// ABOUTME: Gemini generateContent client implementing GenerativeModel
// ABOUTME: Handles request shaping, provider errors and candidate extraction

use async_trait::async_trait;
use reqwest::Client;
use resonance_config::GeminiSettings;
use resonance_core::truncate;
use serde::{Deserialize, Serialize};
use std::time::Duration;
use tracing::{debug, error, info, warn};

use crate::error::{GatewayError, GatewayResult};
use crate::model::{GenerationConfig, GenerativeModel};

const API_KEY_HEADER: &str = "x-goog-api-key";

#[derive(Debug, Serialize)]
struct GeminiRequest<'a> {
    contents: Vec<GeminiContent<'a>>,
    #[serde(rename = "generationConfig")]
    generation_config: &'a GenerationConfig,
}

#[derive(Debug, Serialize)]
struct GeminiContent<'a> {
    parts: Vec<GeminiPart<'a>>,
}

#[derive(Debug, Serialize)]
struct GeminiPart<'a> {
    text: &'a str,
}

#[derive(Debug, Deserialize)]
struct GeminiResponse {
    #[serde(default)]
    candidates: Vec<GeminiCandidate>,
    #[serde(rename = "usageMetadata")]
    usage_metadata: Option<UsageMetadata>,
}

#[derive(Debug, Deserialize)]
struct GeminiCandidate {
    content: Option<GeminiCandidateContent>,
    #[serde(rename = "finishReason")]
    finish_reason: Option<String>,
}

#[derive(Debug, Deserialize)]
struct GeminiCandidateContent {
    #[serde(default)]
    parts: Vec<GeminiCandidatePart>,
}

#[derive(Debug, Deserialize)]
struct GeminiCandidatePart {
    text: Option<String>,
}

#[derive(Debug, Deserialize)]
struct UsageMetadata {
    #[serde(rename = "promptTokenCount")]
    prompt_token_count: Option<u32>,
    #[serde(rename = "candidatesTokenCount")]
    candidates_token_count: Option<u32>,
}

#[derive(Debug, Deserialize)]
struct GeminiErrorEnvelope {
    error: GeminiErrorBody,
}

#[derive(Debug, Deserialize)]
struct GeminiErrorBody {
    message: String,
}

/// Client for a generateContent-style endpoint
pub struct GeminiClient {
    client: Client,
    settings: GeminiSettings,
}

impl GeminiClient {
    /// Create HTTP client with timeout configuration
    fn create_client(settings: &GeminiSettings) -> GatewayResult<Client> {
        Client::builder()
            .timeout(settings.request_timeout)
            .connect_timeout(settings.connect_timeout)
            .build()
            .map_err(|e| GatewayError::ClientBuild(e.to_string()))
    }

    pub fn new(settings: GeminiSettings) -> GatewayResult<Self> {
        Ok(Self {
            client: Self::create_client(&settings)?,
            settings,
        })
    }

    /// Build a client from `RESONANCE_*` environment variables
    pub fn from_env() -> GatewayResult<Self> {
        Self::new(GeminiSettings::from_env()?)
    }

    /// Get the model being used by this client
    pub fn model(&self) -> &str {
        &self.settings.model
    }

    fn request_timeout(&self) -> Duration {
        self.settings.request_timeout
    }

    fn map_transport_error(&self, e: reqwest::Error) -> GatewayError {
        if e.is_timeout() {
            error!(
                "Gemini API request timed out after {} seconds",
                self.request_timeout().as_secs()
            );
            GatewayError::Timeout(self.request_timeout())
        } else if e.is_connect() {
            error!("Failed to connect to Gemini API: {}", e);
            GatewayError::RequestFailed(e)
        } else {
            error!("Gemini API request failed: {}", e);
            GatewayError::RequestFailed(e)
        }
    }
}

#[async_trait]
impl GenerativeModel for GeminiClient {
    async fn generate(&self, prompt: &str, config: &GenerationConfig) -> GatewayResult<String> {
        let request = GeminiRequest {
            contents: vec![GeminiContent {
                parts: vec![GeminiPart { text: prompt }],
            }],
            generation_config: config,
        };

        info!(
            "Making Gemini API request: model={}, max_output_tokens={:?}, timeout={}s",
            self.settings.model,
            config.max_output_tokens,
            self.request_timeout().as_secs()
        );
        debug!("Prompt (first 500 chars): {}", truncate(prompt, 500));

        let response = self
            .client
            .post(self.settings.generate_content_url())
            .header(API_KEY_HEADER, &self.settings.api_key)
            .header("content-type", "application/json")
            .json(&request)
            .send()
            .await
            .map_err(|e| self.map_transport_error(e))?;

        let status = response.status();
        info!("Received response from Gemini API: status={}", status);

        let body = response
            .text()
            .await
            .map_err(|e| self.map_transport_error(e))?;

        if !status.is_success() {
            let message = provider_error_message(&body).unwrap_or_else(|| {
                status
                    .canonical_reason()
                    .unwrap_or("Unknown error")
                    .to_string()
            });
            error!("Gemini API error: {} - {}", status, message);
            return Err(GatewayError::Api {
                status: status.as_u16(),
                message,
            });
        }

        extract_text(&body)
    }
}

fn provider_error_message(body: &str) -> Option<String> {
    serde_json::from_str::<GeminiErrorEnvelope>(body)
        .ok()
        .map(|envelope| envelope.error.message)
        .or_else(|| {
            let trimmed = body.trim();
            (!trimmed.is_empty()).then(|| truncate(trimmed, 500).to_string())
        })
}

/// Pull the first candidate's text out of a successful response body
fn extract_text(body: &str) -> GatewayResult<String> {
    let value: serde_json::Value = serde_json::from_str(body).map_err(|e| {
        error!(
            "Gemini response is not JSON: {}. Body snippet: {}",
            e,
            truncate(body, 500)
        );
        GatewayError::ParseError(e.to_string())
    })?;

    let response: GeminiResponse = serde_json::from_value(value).map_err(|e| {
        warn!("Gemini response has a malformed candidate list: {}", e);
        GatewayError::EmptyResponse(format!("malformed candidate list: {}", e))
    })?;

    if let Some(usage) = &response.usage_metadata {
        debug!(
            "Gemini usage: prompt_tokens={:?}, candidate_tokens={:?}",
            usage.prompt_token_count, usage.candidates_token_count
        );
    }

    let candidate = response
        .candidates
        .into_iter()
        .next()
        .ok_or_else(|| GatewayError::EmptyResponse("no candidates returned".to_string()))?;

    let text: String = candidate
        .content
        .map(|content| {
            content
                .parts
                .into_iter()
                .filter_map(|part| part.text)
                .collect()
        })
        .unwrap_or_default();

    let text = text.trim();
    if text.is_empty() {
        let reason = match candidate.finish_reason {
            Some(reason) => format!("candidate has no text (finish reason: {})", reason),
            None => "candidate has no text".to_string(),
        };
        warn!("Gemini returned an empty candidate: {}", reason);
        return Err(GatewayError::EmptyResponse(reason));
    }

    Ok(text.to_string())
}

#[cfg(test)]
mod tests {
    use super::*;
    use rstest::rstest;

    #[test]
    fn test_extract_text_joins_parts_and_trims() {
        let body = r#"{"candidates":[{"content":{"parts":[{"text":"  I feel "},{"text":"great today. "}]}}]}"#;

        assert_eq!(extract_text(body).unwrap(), "I feel great today.");
    }

    #[rstest]
    #[case::no_candidates_key(r#"{}"#)]
    #[case::empty_candidates(r#"{"candidates":[]}"#)]
    #[case::candidate_without_content(r#"{"candidates":[{"finishReason":"SAFETY"}]}"#)]
    #[case::blank_text(r#"{"candidates":[{"content":{"parts":[{"text":"   "}]}}]}"#)]
    #[case::candidates_not_a_list(r#"{"candidates":"oops"}"#)]
    fn test_extract_text_empty_conditions(#[case] body: &str) {
        assert!(matches!(
            extract_text(body),
            Err(GatewayError::EmptyResponse(_))
        ));
    }

    #[test]
    fn test_extract_text_reports_finish_reason() {
        let body = r#"{"candidates":[{"finishReason":"SAFETY"}]}"#;

        match extract_text(body) {
            Err(GatewayError::EmptyResponse(reason)) => assert!(reason.contains("SAFETY")),
            other => panic!("unexpected result: {:?}", other),
        }
    }

    #[test]
    fn test_extract_text_non_json_body() {
        assert!(matches!(
            extract_text("<html>oops</html>"),
            Err(GatewayError::ParseError(_))
        ));
    }

    #[test]
    fn test_provider_error_message() {
        assert_eq!(
            provider_error_message(r#"{"error":{"code":400,"message":"API key not valid"}}"#),
            Some("API key not valid".to_string())
        );
        assert_eq!(
            provider_error_message("upstream exploded"),
            Some("upstream exploded".to_string())
        );
        assert_eq!(provider_error_message("  "), None);
    }
}
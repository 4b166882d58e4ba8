// ABOUTME: Core types and validation for Resonance
// ABOUTME: Foundational package shared by the prompt builder, gateway and orchestrator

pub mod analysis;
pub mod presets;
pub mod slots;
pub mod types;
pub mod validation;

// Re-export main types
pub use analysis::{
    BalancedExpression, ClarityFeedback, CommunicationFeedback, ContextFeedback,
    EmotionalAwareness, EmotionalGuidance, ExpressionAnalysis, ImprovedVersion,
    MessageBreakdown, Perspective, SocialAnalysis, StructuredOutput, ToneFeedback,
};
pub use slots::{ExpressionForm, Slot, SlotSelection};
pub use types::{
    CommunicationContext, ExpressionRequest, ExpressionResult, RefinementRequest,
    SocialSituation,
};

// Re-export validation
pub use validation::{truncate, ValidationError};
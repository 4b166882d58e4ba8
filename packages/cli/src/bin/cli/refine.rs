// ABOUTME: `resonance refine` asks for feedback on a message the user wrote
// ABOUTME: Prints the four analysis sections, or the parsed JSON with --json

use clap::Args;
use resonance_assist::{ExpressionRefiner, RefinementSession};
use resonance_cli::config::build_client;
use resonance_cli::form::refinement_request;
use resonance_cli::render;

use super::session::settle_or_fail;

#[derive(Args, Debug)]
pub struct RefineArgs {
    /// The message you want feedback on
    #[arg(short, long)]
    content: String,
    /// email, conversation, meeting, presentation, feedback, request or other
    #[arg(long, default_value = "conversation")]
    context: String,
    /// Who will read or hear it
    #[arg(short, long, default_value = "")]
    audience: String,
    /// What you want the message to achieve
    #[arg(short, long, default_value = "")]
    goal: String,
    /// Extra background for the assistant
    #[arg(long)]
    note: Option<String>,
    /// Print the analysis as JSON
    #[arg(long)]
    json: bool,
}

pub async fn run(args: RefineArgs) -> anyhow::Result<()> {
    let request = refinement_request(
        &args.content,
        &args.context,
        &args.audience,
        &args.goal,
        args.note.as_deref(),
    )?;
    let session = RefinementSession::new(ExpressionRefiner::new(build_client()?));

    session.submit(request)?;
    let analysis = settle_or_fail(&session, "Reading your message").await?;

    if args.json {
        println!("{}", serde_json::to_string_pretty(&analysis)?);
    } else {
        print!("{}", render::expression_analysis(&analysis));
    }
    Ok(())
}
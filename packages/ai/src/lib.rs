// ABOUTME: Generative API integration for Resonance
// ABOUTME: Gemini client, the GenerativeModel seam and strict structured-output parsing

pub mod error;
pub mod gemini;
pub mod model;
pub mod response;

pub use error::{GatewayError, GatewayResult, MalformedResponse};
pub use gemini::GeminiClient;
pub use model::{GenerationConfig, GenerativeModel};
pub use response::{parse_analysis, parse_social_analysis, parse_structured, strip_code_fences};
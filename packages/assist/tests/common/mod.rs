// ABOUTME: Shared fixtures for orchestrator tests
// ABOUTME: A gated model that holds each call open until the test releases it

#![allow(dead_code)]

use std::collections::VecDeque;
use std::sync::atomic::{AtomicUsize, Ordering};
use std::sync::Mutex;

use async_trait::async_trait;
use resonance_ai::{GatewayResult, GenerationConfig, GenerativeModel};
use resonance_core::{CommunicationContext, ExpressionRequest, RefinementRequest};
use tokio::sync::Semaphore;

/// Model whose calls block until `release` hands out a permit
pub struct GatedModel {
    gate: Semaphore,
    calls: AtomicUsize,
    prompts: Mutex<Vec<String>>,
    replies: Mutex<VecDeque<GatewayResult<String>>>,
}

impl Default for GatedModel {
    fn default() -> Self {
        Self {
            gate: Semaphore::new(0),
            calls: AtomicUsize::new(0),
            prompts: Mutex::new(Vec::new()),
            replies: Mutex::new(VecDeque::new()),
        }
    }
}

impl GatedModel {
    pub fn with_replies(replies: Vec<GatewayResult<String>>) -> Self {
        Self {
            replies: Mutex::new(replies.into()),
            ..Default::default()
        }
    }

    pub fn release(&self, calls: usize) {
        self.gate.add_permits(calls);
    }

    pub fn calls(&self) -> usize {
        self.calls.load(Ordering::SeqCst)
    }

    pub fn prompts(&self) -> Vec<String> {
        self.prompts.lock().unwrap().clone()
    }
}

#[async_trait]
impl GenerativeModel for GatedModel {
    async fn generate(&self, prompt: &str, _config: &GenerationConfig) -> GatewayResult<String> {
        self.calls.fetch_add(1, Ordering::SeqCst);
        self.prompts.lock().unwrap().push(prompt.to_string());

        self.gate.acquire().await.unwrap().forget();

        self.replies
            .lock()
            .unwrap()
            .pop_front()
            .unwrap_or_else(|| Ok("I feel good.".to_string()))
    }
}

/// Let spawned tasks run up to their next suspension point
pub async fn settle_tasks() {
    for _ in 0..10 {
        tokio::task::yield_now().await;
    }
}

pub fn happy_friend() -> ExpressionRequest {
    ExpressionRequest {
        emotion: "Happy".to_string(),
        emotion_intensity: 7,
        recipient: "Friend".to_string(),
        scenario: "School".to_string(),
        purpose: "Express feelings".to_string(),
        situation_note: None,
        additional_note: None,
    }
}

pub fn deadline_email() -> RefinementRequest {
    RefinementRequest::new(
        "I need the report by friday or else",
        CommunicationContext::Email,
        "Colleague",
        "Make a request",
    )
}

Task statement
Gather up, from the records above, each line where the word "format" appears.

Reply
        GatewayError::EmptyResponse(format!("malformed candidate list: {}", e))
            Some(reason) => format!("candidate has no text (finish reason: {})", reason),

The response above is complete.